Une femme largement citée dans un Article du New York Times Graham a accusé Plattner d’abus au cours d’une relation antérieure, et les journalistes qui lui ont parlé ont déclaré qu’il l’avait “piégée”.
L’ex-petite amie de Platner, Lindsay Fifield, a publié le premier message public depuis la publication de l’article jeudi. série de messages Chez X, il a expliqué qu’il s’était initialement “opposé au conservatisme” et qu’il avait décidé de faire entièrement confiance aux journalistes du Times.
“Ils m’ont mis en contact avec deux autres victimes pour que nous ne soyons pas seuls”, a-t-il écrit. “J’ai fait confiance aux journalistes du New York Times et j’ai senti (malheureusement) très précisément que quelque chose n’allait pas, mais j’ai fermement dit à chacun d’eux que nous faisions la bonne chose.”
Sa déclaration a été publiée dans le Times à propos des relations de Platner avec ses précédentes petites amies, dont certaines l’ont perçu de manière positive, tandis que d’autres l’ont décrit comme abusif, instable ou parfois infidèle.
Une deuxième femme nommée dans l’article, Jenny Racicot, qui est sortie avec Plattner entre 2019 et 2021, a qualifié le comportement de Plattner d'”impossible” et de “sans âme”.

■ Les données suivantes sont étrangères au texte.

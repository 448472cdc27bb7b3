use crate::schema::{Column, ColumnType};
use chrono::{DateTime, NaiveDate};
use mysql_common::binlog::value::BinlogValue;
use mysql_common::value::Value;
use serde::Serialize;
use std::fmt::{Display, Formatter};

/// Value of a single record field or tag after coercion.
#[derive(Clone, Debug, PartialEq, Serialize)]
#[serde(untagged)]
pub enum FieldValue {
    Int(i64),
    UInt(u64),
    Float(f64),
    String(String),
}

/// Coercion switches of one source.
#[derive(Clone, Debug, PartialEq)]
pub struct ValueOptions {
    pub use_decimal: bool,
    pub parse_time: bool,
    pub null_int: i64,
    pub null_float: f64,
    pub null_string: String,
}

impl Default for ValueOptions {
    fn default() -> Self {
        Self {
            use_decimal: false,
            parse_time: false,
            null_int: 0,
            null_float: 0.0,
            null_string: String::new(),
        }
    }
}

impl Display for FieldValue {
    fn fmt(&self, f: &mut Formatter<'_>) -> std::fmt::Result {
        match self {
            FieldValue::Int(value) => write!(f, "{value}"),
            FieldValue::UInt(value) => write!(f, "{value}"),
            FieldValue::Float(value) => write!(f, "{value}"),
            FieldValue::String(value) => f.write_str(value),
        }
    }
}

impl From<&str> for FieldValue {
    fn from(value: &str) -> Self {
        FieldValue::String(value.to_owned())
    }
}

impl From<i64> for FieldValue {
    fn from(value: i64) -> Self {
        FieldValue::Int(value)
    }
}

impl From<f64> for FieldValue {
    fn from(value: f64) -> Self {
        FieldValue::Float(value)
    }
}

impl ValueOptions {
    /// Default emitted for NULL or absent column values.
    pub fn null_value(&self, column: &Column) -> FieldValue {
        match column.column_type {
            ColumnType::Float => FieldValue::Float(self.null_float),
            ColumnType::Decimal if !self.use_decimal => FieldValue::Float(self.null_float),
            column_type if column_type.is_numeric() => FieldValue::Int(self.null_int),
            _ => FieldValue::String(self.null_string.clone()),
        }
    }

    pub fn coerce(&self, column: &Column, value: Option<&BinlogValue<'static>>) -> FieldValue {
        let value = match value {
            None | Some(BinlogValue::Value(Value::NULL)) => return self.null_value(column),
            Some(BinlogValue::Jsonb(value)) => {
                return match serde_json::Value::try_from(value.clone()) {
                    Ok(json) => FieldValue::String(json.to_string()),
                    Err(_) => self.null_value(column),
                }
            }
            Some(BinlogValue::JsonDiff(_)) => return self.null_value(column),
            Some(BinlogValue::Value(value)) => value,
        };

        match column.column_type {
            ColumnType::Number | ColumnType::MediumInt => integer_value(column, value)
                .unwrap_or_else(|| FieldValue::String(text_value(value))),
            ColumnType::Float => float_value(value)
                .map(FieldValue::Float)
                .unwrap_or_else(|| self.null_value(column)),
            ColumnType::Decimal if self.use_decimal => FieldValue::String(text_value(value)),
            ColumnType::Decimal => float_value(value)
                .map(FieldValue::Float)
                .unwrap_or_else(|| FieldValue::String(text_value(value))),
            ColumnType::Enum => FieldValue::String(enum_label(column, value)),
            ColumnType::Set => FieldValue::String(set_labels(column, value)),
            ColumnType::Bit => bit_value(value)
                .map(FieldValue::UInt)
                .unwrap_or_else(|| self.null_value(column)),
            ColumnType::Date | ColumnType::Datetime | ColumnType::Timestamp => {
                self.time_value(column.column_type, value)
            }
            ColumnType::Time => FieldValue::String(text_value(value)),
            ColumnType::Point => match value {
                Value::Bytes(bytes) => FieldValue::String(hex::encode(bytes)),
                other => FieldValue::String(text_value(other)),
            },
            ColumnType::Json | ColumnType::String | ColumnType::Binary => {
                FieldValue::String(text_value(value))
            }
        }
    }

    fn time_value(&self, column_type: ColumnType, value: &Value) -> FieldValue {
        match value {
            Value::Date(year, month, day, hour, minute, second, micros) => {
                let timestamp = NaiveDate::from_ymd_opt(*year as i32, *month as u32, *day as u32)
                    .and_then(|date| {
                        date.and_hms_micro_opt(
                            *hour as u32,
                            *minute as u32,
                            *second as u32,
                            *micros,
                        )
                    })
                    .map(|time| time.and_utc().timestamp());

                match timestamp {
                    Some(timestamp) if self.parse_time => FieldValue::Int(timestamp),
                    _ if column_type == ColumnType::Date => {
                        FieldValue::String(format!("{year:04}-{month:02}-{day:02}"))
                    }
                    _ => FieldValue::String(text_value(value)),
                }
            }
            Value::Int(seconds) if self.parse_time => FieldValue::Int(*seconds),
            Value::Int(seconds) => FieldValue::String(
                DateTime::from_timestamp(*seconds, 0)
                    .map(|time| time.format("%Y-%m-%d %H:%M:%S").to_string())
                    .unwrap_or_else(|| seconds.to_string()),
            ),
            Value::Bytes(bytes) if self.parse_time => {
                let text = String::from_utf8_lossy(bytes);
                match text.trim().parse::<f64>() {
                    Ok(seconds) => FieldValue::Int(seconds.trunc() as i64),
                    Err(_) => FieldValue::String(text.into_owned()),
                }
            }
            other => FieldValue::String(text_value(other)),
        }
    }
}

const INTEGER_WIDTHS: &[(&str, u32)] = &[
    ("tinyint", 8),
    ("smallint", 16),
    ("mediumint", 24),
    ("bigint", 64),
    ("int", 32),
];

fn integer_width(declared_type: &str) -> u32 {
    let declared_type = declared_type.to_ascii_lowercase();

    INTEGER_WIDTHS
        .iter()
        .find(|(prefix, _)| declared_type.starts_with(prefix))
        .map(|(_, width)| *width)
        .unwrap_or(64)
}

fn integer_value(column: &Column, value: &Value) -> Option<FieldValue> {
    match value {
        Value::Int(value) if column.is_unsigned && *value < 0 => {
            let width = integer_width(&column.declared_type);
            let unsigned = if width == 64 {
                *value as u64
            } else {
                (*value as u64) & ((1u64 << width) - 1)
            };
            Some(FieldValue::UInt(unsigned))
        }
        Value::Int(value) => Some(FieldValue::Int(*value)),
        Value::UInt(value) => match i64::try_from(*value) {
            Ok(value) if !column.is_unsigned => Some(FieldValue::Int(value)),
            _ => Some(FieldValue::UInt(*value)),
        },
        Value::Bytes(bytes) => {
            let text = String::from_utf8_lossy(bytes);
            text.trim()
                .parse::<i64>()
                .map(FieldValue::Int)
                .ok()
                .or_else(|| text.trim().parse::<u64>().map(FieldValue::UInt).ok())
        }
        _ => None,
    }
}

fn float_value(value: &Value) -> Option<f64> {
    match value {
        Value::Float(value) => Some(*value as f64),
        Value::Double(value) => Some(*value),
        Value::Int(value) => Some(*value as f64),
        Value::UInt(value) => Some(*value as f64),
        Value::Bytes(bytes) => String::from_utf8_lossy(bytes).trim().parse().ok(),
        _ => None,
    }
}

fn unsigned_value(value: &Value) -> Option<u64> {
    match value {
        Value::Int(value) => Some(*value as u64),
        Value::UInt(value) => Some(*value),
        _ => None,
    }
}

fn bit_value(value: &Value) -> Option<u64> {
    match value {
        Value::Bytes(bytes) => Some(
            bytes
                .iter()
                .fold(0u64, |result, byte| (result << 8) | *byte as u64),
        ),
        other => unsigned_value(other),
    }
}

fn enum_label(column: &Column, value: &Value) -> String {
    match unsigned_value(value) {
        Some(0) => String::new(),
        Some(index) => column
            .values
            .get(index as usize - 1)
            .cloned()
            .unwrap_or_default(),
        None => text_value(value),
    }
}

fn set_labels(column: &Column, value: &Value) -> String {
    let Some(mask) = unsigned_value(value) else {
        return text_value(value);
    };

    column
        .values
        .iter()
        .enumerate()
        .filter(|(index, _)| *index < 64 && mask & (1u64 << index) != 0)
        .map(|(_, label)| label.as_str())
        .collect::<Vec<_>>()
        .join(",")
}

fn text_value(value: &Value) -> String {
    match value {
        Value::NULL => String::new(),
        Value::Bytes(bytes) => String::from_utf8_lossy(bytes).into_owned(),
        Value::Int(value) => value.to_string(),
        Value::UInt(value) => value.to_string(),
        Value::Float(value) => value.to_string(),
        Value::Double(value) => value.to_string(),
        Value::Date(year, month, day, hour, minute, second, 0) => {
            format!("{year:04}-{month:02}-{day:02} {hour:02}:{minute:02}:{second:02}")
        }
        Value::Date(year, month, day, hour, minute, second, micros) => format!(
            "{year:04}-{month:02}-{day:02} {hour:02}:{minute:02}:{second:02}.{micros:06}"
        ),
        Value::Time(negative, days, hours, minutes, seconds, micros) => {
            let sign = if *negative { "-" } else { "" };
            let hours = *days as u64 * 24 + *hours as u64;
            if *micros == 0 {
                format!("{sign}{hours:02}:{minutes:02}:{seconds:02}")
            } else {
                format!("{sign}{hours:02}:{minutes:02}:{seconds:02}.{micros:06}")
            }
        }
    }
}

Depuis la publication de l’histoire, Fifield a demandé : « Où sont les autres histoires de femmes ? » et « Où sont les allégations d’agression sexuelle ?
Aucune femme n’a présenté d’allégations directes d’agression sexuelle contre Plattner.
Fifield a également déclaré que le Times avait omis des détails clés, notamment le fait que Plattner s’était confié à de nombreux amis sur son comportement pendant des années avant de se présenter aux élections.
Plattner, candidat démocrate au Sénat américain, n’a pas allégué d’abus contre Fifield, qui dit lui avoir tourné la main dans le dos et l’avoir gardée dans la pièce lors d’un rendez-vous il y a plus de dix ans. Dans une déclaration au magazine Total Coverage du Maine, le vétéran des Marines a cité un SSPT non diagnostiqué et a déclaré que même s’il était “loin d’être le petit ami parfait”, la caractérisation était “fausse et politiquement motivée”.
Fifield est un militant conservateur qui a travaillé pour des groupes de droite et des campagnes républicaines. Dans son message X, Fifield n’a pas mentionné au Times qu’elle « soutient les démocrates locaux » et que la plupart de sa famille et de son mari sont libéraux.
“Cela semblait être un arrangement vraiment démodé”, a déclaré Fifield vendredi matin. “Les journalistes en qui j’avais confiance et qui m’ont convaincu de partager une histoire que je n’avais jamais voulu raconter, l’ont méthodiquement retardée et l’ont déformée pour en faire un cadeau à la campagne Platner. Ils ont violé la confiance de leurs victimes. J’ai brisé la confiance que j’avais en elles et j’ai écrit l’histoire la plus vulnérable de ma vie.”
Fifield a déclaré qu’elle avait raconté son histoire parce qu’elle avait été “réprimandée” par sa “culpabilité de silence” malgré le risque d’être “psychologiquement influencée par des militants violents de gauche”.
Fifield a également critiqué le Times pour avoir pris les citations hors de leur contexte, concentré l’essentiel de l’histoire sur lui plutôt que sur d’autres victimes, et n’avoir pas inclus de captures d’écran de messages texte entre lui et Platner.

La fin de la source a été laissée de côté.